Là où Channing Tatum est très bon, c’est dans la façon dont il joue avec son corps et sa virilité, dans un amusement et une aisance évidents, mais surtout dans une certaine forme d’humour, de second degré, pour mieux faire ressortir le fond bonhomme de son personnage.

Alex Pettyfer

Pour incarner le rôle de Channing Tatum à 19 ans (Adam, « The Kid »), le choix de Steven Soderbergh s’est arrêté sur Alex Pettyfer, jeune comédien britannique, enfant de la balle, fis d’un père acteur et d’une mère mannequin, qui s’est fait connaître dès 16 ans en 2005 téléfilm « Tom Brown’s Schoolday » auquel ont notamment succédé « Wild Child » de Nick Moore en 2008, « Tormented » de Jon Wright en 2009, « Time out » de Andrew Niccol en 2011. Nous le retrouverons bientôt face à Forest Whitaker et John Cusack dans « The Butler » de Lee Daniels, puis dans « Cali » le prochain film de Nick Cassavetes. 

Il incarne « The Kid », sous la protection à la fois fraternelle et paternelle de Magic Mike, susceptible de prendre sa succession, et si son rôle est si intéressant, c’est qu’il est face aux affres et aux appétits de la jeunesse, qu’il n’a pas encore le détachement de son mentor, qu’il est sujet à diverses influences emporté par sa fougue. Alex Pettyfer parvient à proposer une gamme très large d’attitudes tant son personnage est désireux de plaire, se faisant caméléon, en fonction de la personne face à laquelle il se trouve. Le personnage de Magic Mike l’y contraint, étant en quelque sorte, alternativement, son mentor, son protecteur, son grand frère, son père…

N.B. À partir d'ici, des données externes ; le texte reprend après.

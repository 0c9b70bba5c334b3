//! Background sync daemon: scheduler + sync processor + control socket.

mod error;
pub mod log_rotation;
pub mod paths;
pub mod protocol;
mod runtime;

pub use error::DaemonError;
pub use protocol::{
    request_status, request_stop, request_sync, send_request, DaemonRequest, DaemonResponse,
};
pub use runtime::{run, start_blocking, DaemonOptions, SyncSummary};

Le rôle de Dallas, le patron de cette troupe de chippendales, on retrouve Matthew McConaughey, qui livre ici une véritable performance en meneur de troupe. Alors que sa carrière a brillamment commencé en 1996 dans « Lone Star » de John Sayles il a joué dans une quantité incroyable de films oubliables, d’où émergent uniquement « Le droit de tuer » de Joel Schumacher, l’excellent « Tonnerre sous les tropiques » de Ben Stiller en 2008, et « La défense Lincoln » de Brad Furman en 2011. Ce relatif gâchis pourrait bien se clore grâce à son excellente et survoltée prestation dans « Magic Mike ». C’est très souhaitable, car c’est un très bon comédien. Et puisqu’il a 10 films à venir, dont « Killer Joe » de William Friedkin, « The wolf of Wall Sreet » de Martin Scorsese et « Knights of Cups » de Terrence Malick – excusez du peu – il y a fort à parier pour que le souhaite devienne réalité.

Joe Manganiello

Joe Manganiello incarne « Big Dick Richie » (no comment), un autre membre de la troupe de chippendales. Il a joué dans de très nombreuses séries TV (Les Experts, Urgences, FBI duo très spécial, Les Frères Scott, etc…), et on l’a vu sur grand écran, notamment, dans le rôle de Flash Thompson dans la trilogie « Spiderman », puis face à Cameron Diaz et Jennifer Lopez dans « Ce qui vous attend si vous attendez un enfant ». Il joue avec beaucoup de malice ce strip-teaser contraint de gonfler son sexe avec une espèce de pompe avant d’entrer en scène, afin que son pseudonyme ne soit pas usurpé. Là encore, de la part du réalisateur, c’est un autre questionnement sur la masculinté, sur le rôle du mâle américain, contraint non seulement à la compétitivité permanente, à gagner beaucoup d’argent, mais aussi d’afficher les attributs que l’on attend de lui.

 

 

Matthew Bomer

Enfin, Matthew Romer incarne Ken, un autre membre de la troupe. Lui aussi a fait ses classes dans de nombreuses séries TV, dont « FBI duo très spécial » , « Chuck » et « Glee » (saison 3). Au cinéma il fugurait au générique de « Time Out » de Andrew Niccol en 2011, aux côtés de Alex Pettyfer. Nous le retrouverons bientôt dans « 8 » de Dustin Lance Black aux côtés de George Clooney et Brad Pitt, puis en 2014 dans « The Normal Heart » de Ryan Murphy (créateur et/ou scénariste et/ou producteur des séries « Nick/Tup », « Glee », « American Horror Story », « The New Normal »), dans le rôle de Felix Turner, le petit-ami de l’écrivain Ned Weeks. Il s’agit de l’adaptation de la pièce de Larry Kramer, relatant l’activisme du couple gay à New York au début de l’épidémie de Sida (1981-1984). Après sa participation à « Magic Mike », le rôle de Felix Turner, si le film est bon, devrait accroître encore sa notoriété et ses perspectives de carrière. 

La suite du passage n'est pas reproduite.